Three messages for you (Design concepts)

These progressive messages about golf course developing and remodeling can impact the game at every level, from player to pro.

In the historic home of golf, in the dramatic landscape of Scotland, the ceremonial gavel sounded to signal the beginning of my presidency of the American Society of Golf Course Architects. As I accepted the responsibility associated with leading this group for the coming year, I vowed to devote as much energy as I could to help the ASGCA familiarize the golf industry and general public with our members’ progressive messages – of which many revolve around water use and our views about environmentally responsible and sustainable practices in golf course development and remodeling. These messages can impact the game at every level, from player to pro. Golf course superintendents can keep these messages in mind when considering the goals of their architect associates.

The new Golden Age

Many players view the 1920s and much of the ’30s as the Golden Age of golf course architecture. Courses by such legends as Alister MacKenzie, Seth Raynor and Donald Ross are among the greatest examples of elemental design and are rightfully glorified. But now we’re in a revival period of great course design.

It can be argued that today’s practitioners have less optimal pieces of land to work with than their predecessors. Since the early 1990s, our generation’s architects have been producing some of the finest golf courses on some of the most challenging sites. By taking advantage of today’s technological advances and new theories about design, architects have created an exciting time in golf.

Water usage

Water is the lifeblood of every golf course.
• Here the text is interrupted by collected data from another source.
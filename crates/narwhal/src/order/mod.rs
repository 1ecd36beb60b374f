//! Crossing minimization.
//!
//! Layer sweeps alternate between top-down (forward) and bottom-up (backward) passes. Each pass
//! reorders a layer by the barycenter or median of its neighbours in the layer fixed just
//! before it. The ordering with the fewest crossings seen so far is kept.

mod barycenter;
mod cross_count;
mod ports;

pub use barycenter::{SweepDirection, reorder_layer, sort_keys};
pub use cross_count::cross_count;
pub use ports::distribute_ports;

use crate::config::LayeredConfig;
use crate::error::Result;
use narwhal_graph::{LGraph, LayerId, NodeId, NodeMap};

/// Sweeps without improvement before giving up early.
const STALE_SWEEPS: u32 = 2;

/// Reorders layers to reduce crossings and distributes free ports. Returns the crossing count
/// of the chosen ordering.
pub fn minimize_crossings(graph: &mut LGraph, config: &LayeredConfig) -> Result<usize> {
    let _span = tracing::debug_span!(
        "minimize_crossings",
        heuristic = ?config.crossing_minimization,
        layers = graph.layer_count()
    )
    .entered();

    let mut best = snapshot(graph);
    let mut best_crossings = cross_count(graph);
    let initial = best_crossings;
    let mut stale = 0;
    let mut sweeps = 0;

    while sweeps < config.sweep_iterations && best_crossings > 0 && graph.layer_count() > 1 {
        let direction = if sweeps % 2 == 0 {
            SweepDirection::Forward
        } else {
            SweepDirection::Backward
        };
        sweep(graph, direction, config);
        sweeps += 1;

        let crossings = cross_count(graph);
        if crossings < best_crossings {
            best_crossings = crossings;
            best = snapshot(graph);
            stale = 0;
        } else {
            stale += 1;
            if stale >= STALE_SWEEPS {
                break;
            }
        }
    }
    restore(graph, best);
    distribute_ports(graph);

    tracing::debug!(initial, crossings = best_crossings, sweeps, "layers ordered");
    Ok(best_crossings)
}

fn sweep(graph: &mut LGraph, direction: SweepDirection, config: &LayeredConfig) {
    let mut index = NodeMap::new(graph, 0usize);
    for layer in graph.layers() {
        for (i, &n) in layer.nodes().iter().enumerate() {
            index[n] = i;
        }
    }

    let layers: Vec<LayerId> = match direction {
        SweepDirection::Forward => graph.layer_ids().skip(1).collect(),
        SweepDirection::Backward => {
            let count = graph.layer_count();
            let mut layers: Vec<LayerId> =
                graph.layer_ids().take(count.saturating_sub(1)).collect();
            layers.reverse();
            layers
        }
    };
    for layer in layers {
        reorder_layer(graph, layer, &index, direction, config.crossing_minimization);
        for (i, &n) in graph.layer(layer).nodes().iter().enumerate() {
            index[n] = i;
        }
    }
}

fn snapshot(graph: &LGraph) -> Vec<Vec<NodeId>> {
    graph.layers().iter().map(|l| l.nodes().to_vec()).collect()
}

fn restore(graph: &mut LGraph, order: Vec<Vec<NodeId>>) {
    for (layer, nodes) in graph.layer_ids().collect::<Vec<_>>().into_iter().zip(order) {
        graph.set_layer_order(layer, nodes);
    }
}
Many misconceptions linger around the ways in which golf courses use this resource. ASGCA members believe in doing more with less, and courses have begun to follow suit. ASGCA architects have been helping many courses reduce their annual overhead by strategically revamping their habitual water use.
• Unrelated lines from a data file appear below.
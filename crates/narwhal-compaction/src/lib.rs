#![forbid(unsafe_code)]

//! One-dimensional compaction over a constraint graph of axis-aligned boxes.
//!
//! A [`CGraph`] holds boxes ([`CNode`]s) and optional predefined minimum-gap constraints. The
//! [`OneDimensionalCompactor`] moves every box as far as possible in one [`Direction`] without
//! violating a constraint, using a longest-path pass over the constraint DAG. Constraints can
//! also be derived from box overlap with a [`scanline`] sweep.
//!
//! The solver only ever compacts to the left; the other directions mirror or transpose the
//! hitboxes first and undo the transformation afterwards.

pub mod cgraph;
pub mod compactor;
pub mod dump;
pub mod error;
pub mod longest_path;
pub mod scanline;
pub mod scanline_constraints;

pub use cgraph::{Axis, CGraph, CNode, CNodeId, Constraint, Rect};
pub use compactor::{ConstraintSource, Direction, OneDimensionalCompactor};
pub use dump::CGraphDump;
pub use error::{Error, Result};
pub use scanline::{Scanline, ScanlineHandler};
//! Overlap constraints derived by a vertical sweep.
//!
//! Operates on hitboxes already transformed so that compaction goes to the left. Two boxes are
//! constrained when their vertical extents, widened by half the spacing on both sides, overlap.
//! Only pairs that are neighbours in the active set when one of them closes are constrained;
//! every other overlapping pair is ordered transitively through the boxes between them.

use crate::cgraph::Rect;
use crate::scanline::{self, ScanlineHandler};
use std::cmp::Ordering;

#[derive(Debug, Clone, Copy)]
struct Timestamp {
    node: usize,
    pos: f64,
    low: bool,
}

struct ConstraintsHandler<'a> {
    boxes: &'a [Rect],
    /// Active boxes sorted by horizontal center.
    active: Vec<usize>,
    out: Vec<(usize, usize)>,
}

impl ConstraintsHandler<'_> {
    fn cmp_center(&self, a: usize, b: usize) -> Ordering {
        self.boxes[a]
            .center_x()
            .total_cmp(&self.boxes[b].center_x())
            .then(a.cmp(&b))
    }

    fn position(&self, node: usize) -> std::result::Result<usize, usize> {
        self.active.binary_search_by(|&other| self.cmp_center(other, node))
    }
}

impl ScanlineHandler<Timestamp> for ConstraintsHandler<'_> {
    fn handle(&mut self, p: &Timestamp) {
        if p.low {
            let ix = match self.position(p.node) {
                Ok(ix) | Err(ix) => ix,
            };
            self.active.insert(ix, p.node);
        } else {
            let Ok(ix) = self.position(p.node) else {
                return;
            };
            if let Some(left) = ix.checked_sub(1).map(|l| self.active[l]) {
                self.out.push((left, p.node));
            }
            if let Some(&right) = self.active.get(ix + 1) {
                self.out.push((p.node, right));
            }
            self.active.remove(ix);
        }
    }
}

/// Returns `(left, right)` index pairs: `right` must be placed after `left` ends.
pub fn calculate(boxes: &[Rect], spacing: f64) -> Vec<(usize, usize)> {
    let half = spacing / 2.0;
    let mut points: Vec<Timestamp> = Vec::with_capacity(boxes.len() * 2);
    for (node, r) in boxes.iter().enumerate() {
        let (low, high) = (r.y - half, r.y + r.height + half);
        // An empty extent cannot overlap anything.
        if high <= low {
            continue;
        }
        points.push(Timestamp {
            node,
            pos: low,
            low: true,
        });
        points.push(Timestamp {
            node,
            pos: high,
            low: false,
        });
    }

    let mut handler = ConstraintsHandler {
        boxes,
        active: Vec::with_capacity(boxes.len()),
        out: Vec::new(),
    };
    // Closing before opening at equal positions keeps touching boxes unconstrained.
    scanline::execute(
        points,
        |a, b| {
            a.pos
                .total_cmp(&b.pos)
                .then(a.low.cmp(&b.low))
                .then(a.node.cmp(&b.node))
        },
        &mut handler,
    );

    let mut out = handler.out;
    out.sort_unstable();
    out.dedup();
    out
}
At this year’s ASGCA annual meeting, members had the privilege of playing some of the most fabled courses in the history of golf, including The Old Course, Royal Dornoch and Turnberry. And it’s never been more apparent just how great a course can play when it simply echoes the watering practices, or lack thereof, of those legendary Scottish layouts. Club management and superintendents should allow their courses to play firm and fast. It’s a brand of golf that has been the norm for years at great courses worldwide and a concept many ASGCA members support.

ASGCA architects also are designing new courses and remodeling existing ones using improved technology, including drought-resistant grass varieties, and computer-monitored irrigation and root-moisture monitoring systems. Science has afforded architects the option of using recycled water resources. Effluent water is the only option for irrigation in many parts of the country, and its use is one way golf does its part to contribute to environmental sustainability.

Golf is green

There’s a saying that fits the times: “Golf is green, has been green and always will be green.” Unfortunately, some people outside the game adhere to dated beliefs that golf courses are bad for the environment, which isn’t true.

The fundamental nature of the game relies on thriving ecosystems ripe with beautiful, healthy landscapes and full of natural wildlife. As architects and ASGCA members, we do everything we can to maintain and enhance these intricate relationships. With the financial support of the ASGCA Foundation and the help of his fellow architects, ASGCA member and environmental committee chairman Bill Love recently completed the third edition of An Environmental Approach to Golf Course Development.

Love’s latest publication highlights positive ways in which golf courses maintain and rehabilitate the environment. The book includes 18 case studies from throughout North America and describes course projects that were situated on a variety of environmentally sensitive sites, including wetlands, wildlife habitats and abandoned areas once used for mining and landfills.

It’s ingrained in every ASGCA architect just how important it is to protect, enhance and preserve the environment in which we work and play. ASGCA members are in a unique position to help the golf industry recognize exactly what kind of progress is being made in new development projects and the new techniques that can be applied to future remodeling efforts. I hope you’ll join me in getting the word out that today’s golf design rivals that of the 1920s and ’30s and is an environmentally responsible steward of Mother Nature’s gifts. GCI

Bruce Charlton, president of the American Society of Golf Course Architects, also is president and chief design officer of Robert Trent Jones II, a golf course architecture firm.